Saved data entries
---
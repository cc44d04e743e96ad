//! End-to-end scenarios against the filesystem driver.

use bytes::Bytes;
use spoke_storage::object_store::content_hash;
use spoke_storage::observability::StorageMetrics;
use spoke_storage::storage_backends::FilesystemBackend;
use spoke_storage::{
    ArtifactStorage, FileContent, FileStorage, HealthChecker, HealthStatus, ModuleReader,
    ModuleUpdate, ModuleWriter, NewModule, NewVersion, NewVersionFile, OpContext, PageRequest,
    Storage, StorageError, VersionReader, VersionState, VersionUpdate, VersionWriter,
};
use std::sync::Arc;
use std::time::Duration;

const PROTO: &str = "syntax=\"proto3\";";

fn backend(dir: &tempfile::TempDir) -> FilesystemBackend {
    let _ = tracing_subscriber::fmt()
        .with_env_filter(tracing_subscriber::EnvFilter::from_default_env())
        .with_test_writer()
        .try_init();
    FilesystemBackend::open(dir.path(), Arc::new(StorageMetrics::new())).expect("open backend")
}

fn new_module(name: &str) -> NewModule {
    NewModule {
        name: name.to_string(),
        display_name: format!("Module {}", name),
        description: String::new(),
    }
}

fn proto_file(path: &str, content: &str) -> NewVersionFile {
    NewVersionFile {
        path: path.to_string(),
        content_type: "text/plain".to_string(),
        content: FileContent::Utf8(content.to_string()),
    }
}

fn new_version(module: &str, version: &str, files: Vec<NewVersionFile>) -> NewVersion {
    NewVersion {
        module_name: module.to_string(),
        version: version.to_string(),
        state: VersionState::Published,
        files,
        dependencies: vec![],
    }
}

#[tokio::test]
async fn test_create_and_fetch_module() {
    let dir = tempfile::tempdir().unwrap();
    let storage = backend(&dir);
    let ctx = OpContext::background();

    let created = storage
        .create_module(
            &ctx,
            NewModule {
                name: "acme".to_string(),
                display_name: "Acme".to_string(),
                description: "Schemas for acme".to_string(),
            },
        )
        .await
        .expect("create module");
    assert_eq!(created.name, "acme");
    assert_eq!(created.display_name, "Acme");

    let fetched = storage.get_module(&ctx, "acme").await.expect("get module");
    assert_eq!(fetched.name, "acme");
    assert_eq!(fetched.display_name, "Acme");
    assert_eq!(fetched.created_at, created.created_at);
    assert!(fetched.created_at.timestamp() > 0);

    // A second create with the same name conflicts; the stored record is
    // the first one.
    let second = storage.create_module(&ctx, new_module("acme")).await;
    assert!(matches!(second, Err(StorageError::AlreadyExists(_))));
    let still = storage.get_module(&ctx, "acme").await.unwrap();
    assert_eq!(still.display_name, "Acme");
}

#[tokio::test]
async fn test_malformed_module_name_is_rejected() {
    let dir = tempfile::tempdir().unwrap();
    let storage = backend(&dir);
    let ctx = OpContext::background();

    let result = storage.create_module(&ctx, new_module("Not Valid")).await;
    assert!(matches!(result, Err(StorageError::InvalidArgument(_))));
    let result = storage.get_module(&ctx, "nope").await;
    assert!(matches!(result, Err(StorageError::NotFound(_))));
}

#[tokio::test]
async fn test_create_version_with_two_files_dedups_content() {
    let dir = tempfile::tempdir().unwrap();
    let storage = backend(&dir);
    let ctx = OpContext::background();

    storage.create_module(&ctx, new_module("acme")).await.unwrap();
    let created = storage
        .create_version(
            &ctx,
            new_version(
                "acme",
                "v1.0.0",
                vec![proto_file("a.proto", PROTO), proto_file("b.proto", PROTO)],
            ),
        )
        .await
        .expect("create version");
    assert_eq!(created.files.len(), 2);

    let file = storage
        .get_file(&ctx, "acme", "v1.0.0", "a.proto")
        .await
        .expect("get file");
    assert_eq!(file.content, Some(FileContent::Utf8(PROTO.to_string())));
    assert_eq!(file.content_hash, content_hash(PROTO.as_bytes()));
    assert_eq!(file.size, PROTO.len() as u64);

    // Identical content shares one blob key.
    let other = storage
        .get_file(&ctx, "acme", "v1.0.0", "b.proto")
        .await
        .unwrap();
    assert_eq!(other.content_hash, file.content_hash);

    // And the blob is retrievable by its hash.
    let blob = storage
        .get_file_content(&ctx, &file.content_hash)
        .await
        .expect("get content");
    assert_eq!(blob.as_ref(), PROTO.as_bytes());
}

#[tokio::test]
async fn test_duplicate_version_is_rejected() {
    let dir = tempfile::tempdir().unwrap();
    let storage = backend(&dir);
    let ctx = OpContext::background();

    storage.create_module(&ctx, new_module("acme")).await.unwrap();
    storage
        .create_version(&ctx, new_version("acme", "v1", vec![proto_file("a.proto", PROTO)]))
        .await
        .unwrap();
    let again = storage
        .create_version(&ctx, new_version("acme", "v1", vec![proto_file("a.proto", PROTO)]))
        .await;
    assert!(matches!(again, Err(StorageError::AlreadyExists(_))));
}

#[tokio::test]
async fn test_create_version_requires_module_and_dependencies() {
    let dir = tempfile::tempdir().unwrap();
    let storage = backend(&dir);
    let ctx = OpContext::background();

    let missing_module = storage
        .create_version(&ctx, new_version("ghost", "v1", vec![proto_file("a.proto", PROTO)]))
        .await;
    assert!(matches!(missing_module, Err(StorageError::NotFound(_))));

    storage.create_module(&ctx, new_module("acme")).await.unwrap();
    let mut version = new_version("acme", "v1", vec![proto_file("a.proto", PROTO)]);
    version.dependencies = vec![spoke_storage::VersionDependency {
        module_name: "missing".to_string(),
        version: "v9".to_string(),
        import_path: None,
    }];
    let unresolvable = storage.create_version(&ctx, version).await;
    assert!(matches!(unresolvable, Err(StorageError::Precondition(_))));
}

#[tokio::test]
async fn test_pagination_is_stable() {
    let dir = tempfile::tempdir().unwrap();
    let storage = backend(&dir);
    let ctx = OpContext::background();

    for i in 1..=25 {
        storage
            .create_module(&ctx, new_module(&format!("m{:02}", i)))
            .await
            .unwrap();
    }

    let first = storage
        .list_modules_paginated(&ctx, PageRequest::new(10, 0))
        .await
        .unwrap();
    assert_eq!(first.total, 25);
    assert_eq!(first.items.len(), 10);
    assert_eq!(first.items[0].name, "m01");
    assert_eq!(first.items[9].name, "m10");

    let tail = storage
        .list_modules_paginated(&ctx, PageRequest::new(10, 20))
        .await
        .unwrap();
    assert_eq!(tail.total, 25);
    let names: Vec<&str> = tail.items.iter().map(|m| m.name.as_str()).collect();
    assert_eq!(names, ["m21", "m22", "m23", "m24", "m25"]);
}

#[tokio::test]
async fn test_list_versions_sees_new_version_after_write() {
    let dir = tempfile::tempdir().unwrap();
    let storage = backend(&dir);
    let ctx = OpContext::background();

    storage.create_module(&ctx, new_module("acme")).await.unwrap();
    storage
        .create_version(&ctx, new_version("acme", "v1", vec![proto_file("a.proto", PROTO)]))
        .await
        .unwrap();
    let before = storage.list_versions(&ctx, "acme").await.unwrap();
    assert_eq!(before.len(), 1);

    storage
        .create_version(&ctx, new_version("acme", "v2", vec![proto_file("a.proto", PROTO)]))
        .await
        .unwrap();
    let after = storage.list_versions(&ctx, "acme").await.unwrap();
    assert!(after.iter().any(|v| v.version == "v2"));

    let latest = storage.latest_version(&ctx, "acme").await.unwrap();
    assert_eq!(latest.version, "v2");
}

#[tokio::test]
async fn test_version_state_transitions_are_forward_only() {
    let dir = tempfile::tempdir().unwrap();
    let storage = backend(&dir);
    let ctx = OpContext::background();

    storage.create_module(&ctx, new_module("acme")).await.unwrap();
    storage
        .create_version(&ctx, new_version("acme", "v1", vec![proto_file("a.proto", PROTO)]))
        .await
        .unwrap();

    let deprecated = storage
        .update_version(
            &ctx,
            "acme",
            "v1",
            VersionUpdate {
                state: Some(VersionState::Deprecated),
            },
        )
        .await
        .expect("deprecate");
    assert_eq!(deprecated.state, VersionState::Deprecated);

    let backwards = storage
        .update_version(
            &ctx,
            "acme",
            "v1",
            VersionUpdate {
                state: Some(VersionState::Published),
            },
        )
        .await;
    assert!(matches!(backwards, Err(StorageError::Precondition(_))));
}

#[tokio::test]
async fn test_update_module_metadata() {
    let dir = tempfile::tempdir().unwrap();
    let storage = backend(&dir);
    let ctx = OpContext::background();

    storage.create_module(&ctx, new_module("acme")).await.unwrap();
    let updated = storage
        .update_module(
            &ctx,
            "acme",
            ModuleUpdate {
                display_name: Some("Acme Corp".to_string()),
                description: None,
            },
        )
        .await
        .expect("update module");
    assert_eq!(updated.display_name, "Acme Corp");
    assert!(updated.updated_at >= updated.created_at);
}

#[tokio::test]
async fn test_put_get_file_content_roundtrip() {
    let dir = tempfile::tempdir().unwrap();
    let storage = backend(&dir);
    let ctx = OpContext::background();

    let payload = b"message Thing { int64 id = 1; }".to_vec();
    let mut reader = std::io::Cursor::new(payload.clone());
    let hash = storage
        .put_file_content(&ctx, &mut reader, "text/plain")
        .await
        .expect("put content");
    assert_eq!(hash, content_hash(&payload));

    let fetched = storage.get_file_content(&ctx, &hash).await.unwrap();
    assert_eq!(fetched.as_ref(), payload.as_slice());

    // Same bytes, same hash; different bytes, different hash.
    let mut reader = std::io::Cursor::new(payload.clone());
    let same = storage
        .put_file_content(&ctx, &mut reader, "text/plain")
        .await
        .unwrap();
    assert_eq!(same, hash);
    let mut reader = std::io::Cursor::new(b"other".to_vec());
    let different = storage
        .put_file_content(&ctx, &mut reader, "text/plain")
        .await
        .unwrap();
    assert_ne!(different, hash);
}

#[tokio::test]
async fn test_compiled_artifact_roundtrip_and_replacement() {
    let dir = tempfile::tempdir().unwrap();
    let storage = backend(&dir);
    let ctx = OpContext::background();

    storage.create_module(&ctx, new_module("acme")).await.unwrap();
    storage
        .create_version(&ctx, new_version("acme", "v1", vec![proto_file("a.proto", PROTO)]))
        .await
        .unwrap();

    let missing = storage.get_compiled_artifact(&ctx, "acme", "v1", "go").await;
    assert!(matches!(missing, Err(StorageError::NotFound(_))));

    storage
        .put_compiled_artifact(&ctx, "acme", "v1", "go", Bytes::from_static(b"gen1"))
        .await
        .expect("put artifact");
    let artifact = storage
        .get_compiled_artifact(&ctx, "acme", "v1", "go")
        .await
        .unwrap();
    assert_eq!(artifact.as_ref(), b"gen1");

    // Writing again replaces atomically.
    storage
        .put_compiled_artifact(&ctx, "acme", "v1", "go", Bytes::from_static(b"gen2"))
        .await
        .unwrap();
    let artifact = storage
        .get_compiled_artifact(&ctx, "acme", "v1", "go")
        .await
        .unwrap();
    assert_eq!(artifact.as_ref(), b"gen2");

    // Artifacts for an unknown version are rejected.
    let orphan = storage
        .put_compiled_artifact(&ctx, "acme", "v9", "go", Bytes::from_static(b"gen"))
        .await;
    assert!(matches!(orphan, Err(StorageError::NotFound(_))));
}

#[tokio::test]
async fn test_dependency_tree_resolves_transitively() {
    let dir = tempfile::tempdir().unwrap();
    let storage = backend(&dir);
    let ctx = OpContext::background();

    for name in ["base", "lib", "app"] {
        storage.create_module(&ctx, new_module(name)).await.unwrap();
    }
    storage
        .create_version(&ctx, new_version("base", "v1", vec![proto_file("base.proto", PROTO)]))
        .await
        .unwrap();

    let mut lib = new_version("lib", "v1", vec![proto_file("lib.proto", PROTO)]);
    lib.dependencies = vec![spoke_storage::VersionDependency {
        module_name: "base".to_string(),
        version: "v1".to_string(),
        import_path: Some("base.proto".to_string()),
    }];
    storage.create_version(&ctx, lib).await.unwrap();

    let mut app = new_version("app", "v1", vec![proto_file("app.proto", PROTO)]);
    app.dependencies = vec![spoke_storage::VersionDependency {
        module_name: "lib".to_string(),
        version: "v1".to_string(),
        import_path: Some("lib.proto".to_string()),
    }];
    storage.create_version(&ctx, app).await.unwrap();

    let tree = storage
        .dependency_tree(&ctx, "app", "v1")
        .await
        .expect("resolve tree");
    assert_eq!(tree.module_name, "app");
    assert_eq!(tree.dependencies.len(), 1);
    let lib_node = &tree.dependencies[0];
    assert_eq!(lib_node.module_name, "lib");
    assert_eq!(lib_node.import_path.as_deref(), Some("lib.proto"));
    assert_eq!(lib_node.dependencies.len(), 1);
    assert_eq!(lib_node.dependencies[0].module_name, "base");

    let missing = storage.dependency_tree(&ctx, "app", "v9").await;
    assert!(matches!(missing, Err(StorageError::NotFound(_))));
}
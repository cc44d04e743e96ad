//! Relational blob store.
//!
//! Backs the plain `postgres` driver, where schemas are small enough that
//! offloading bytes to an object store is not worth the moving part.
//! Content rows are keyed by hash with insert-or-ignore semantics, so the
//! dedup contract matches the S3 adapter exactly.

use super::{read_all_hashed, validate_content_hash, validate_language, BlobStore};
use crate::context::OpContext;
use crate::errors::StorageError;
use crate::types::{validate_module_name, validate_version_tag};
use async_trait::async_trait;
use bytes::Bytes;
use chrono::Utc;
use sqlx::PgPool;
use std::time::Duration;
use tokio::io::AsyncRead;

pub struct SqlBlobStore {
    pool: PgPool,
    query_timeout: Duration,
}

impl SqlBlobStore {
    pub fn new(pool: PgPool, query_timeout: Duration) -> Self {
        Self {
            pool,
            query_timeout,
        }
    }

    async fn bound<T>(
        &self,
        ctx: &OpContext,
        fut: impl std::future::Future<Output = Result<T, sqlx::Error>>,
    ) -> Result<T, StorageError> {
        let budget = ctx.query_deadline(self.query_timeout);
        ctx.bound_within(budget, fut)
            .await?
            .map_err(StorageError::from)
    }
}

#[async_trait]
impl BlobStore for SqlBlobStore {
    async fn put_content(
        &self,
        ctx: &OpContext,
        reader: &mut (dyn AsyncRead + Send + Unpin),
        content_type: &str,
    ) -> Result<String, StorageError> {
        let (payload, hash) = read_all_hashed(ctx, reader).await?;
        self.bound(
            ctx,
            sqlx::query(
                "INSERT INTO contents (hash, media_type, bytes, created_at) \
                 VALUES ($1, $2, $3, $4) ON CONFLICT (hash) DO NOTHING",
            )
            .bind(&hash)
            .bind(content_type)
            .bind(payload.as_ref())
            .bind(Utc::now())
            .execute(&self.pool),
        )
        .await?;
        Ok(hash)
    }

    async fn get_content(&self, ctx: &OpContext, hash: &str) -> Result<Bytes, StorageError> {
        validate_content_hash(hash)?;
        let row: Option<(Vec<u8>,)> = self
            .bound(
                ctx,
                sqlx::query_as("SELECT bytes FROM contents WHERE hash = $1")
                    .bind(hash)
                    .fetch_optional(&self.pool),
            )
            .await?;
        row.map(|(bytes,)| Bytes::from(bytes))
            .ok_or_else(|| StorageError::NotFound(format!("content {}", hash)))
    }

    async fn content_exists(&self, ctx: &OpContext, hash: &str) -> Result<bool, StorageError> {
        validate_content_hash(hash)?;
        let row: Option<(i32,)> = self
            .bound(
                ctx,
                sqlx::query_as("SELECT 1 FROM contents WHERE hash = $1")
                    .bind(hash)
                    .fetch_optional(&self.pool),
            )
            .await?;
        Ok(row.is_some())
    }

    async fn put_artifact(
        &self,
        ctx: &OpContext,
        module: &str,
        version: &str,
        language: &str,
        payload: Bytes,
    ) -> Result<(), StorageError> {
        validate_module_name(module)?;
        validate_version_tag(version)?;
        validate_language(language)?;
        self.bound(
            ctx,
            sqlx::query(
                "INSERT INTO artifacts (module_name, version, language, bytes, updated_at) \
                 VALUES ($1, $2, $3, $4, $5) \
                 ON CONFLICT (module_name, version, language) \
                 DO UPDATE SET bytes = EXCLUDED.bytes, updated_at = EXCLUDED.updated_at",
            )
            .bind(module)
            .bind(version)
            .bind(language)
            .bind(payload.as_ref())
            .bind(Utc::now())
            .execute(&self.pool),
        )
        .await?;
        Ok(())
    }

    async fn get_artifact(
        &self,
        ctx: &OpContext,
        module: &str,
        version: &str,
        language: &str,
    ) -> Result<Bytes, StorageError> {
        validate_module_name(module)?;
        validate_version_tag(version)?;
        validate_language(language)?;
        let row: Option<(Vec<u8>,)> = self
            .bound(
                ctx,
                sqlx::query_as(
                    "SELECT bytes FROM artifacts \
                     WHERE module_name = $1 AND version = $2 AND language = $3",
                )
                .bind(module)
                .bind(version)
                .bind(language)
                .fetch_optional(&self.pool),
            )
            .await?;
        row.map(|(bytes,)| Bytes::from(bytes)).ok_or_else(|| {
            StorageError::NotFound(format!("artifact {}/{}/{}", module, version, language))
        })
    }

    async fn health_check(&self, ctx: &OpContext) -> Result<(), StorageError> {
        let _: (i32,) = self
            .bound(
                ctx,
                sqlx::query_as("SELECT 1").fetch_one(&self.pool),
            )
            .await?;
        Ok(())
    }

    fn backend_name(&self) -> &'static str {
        "sql"
    }
}

impl std::fmt::Debug for SqlBlobStore {
    fn fmt(&self, f: &mut std::fmt::Formatter<'_>) -> std::fmt::Result {
        f.debug_struct("SqlBlobStore").finish_non_exhaustive()
    }
}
---
# [Problem]
Nothing but the lines from the beginning of the records through the line with "use spoke_storage::storage_backends::FilesystemBackend;" should appear, each printed exactly.

# [Output for this exercise]
repository cc44d04e743e96ad
//! End-to-end scenarios against the filesystem driver.

use bytes::Bytes;
use spoke_storage::object_store::content_hash;
use spoke_storage::observability::StorageMetrics;
use spoke_storage::storage_backends::FilesystemBackend;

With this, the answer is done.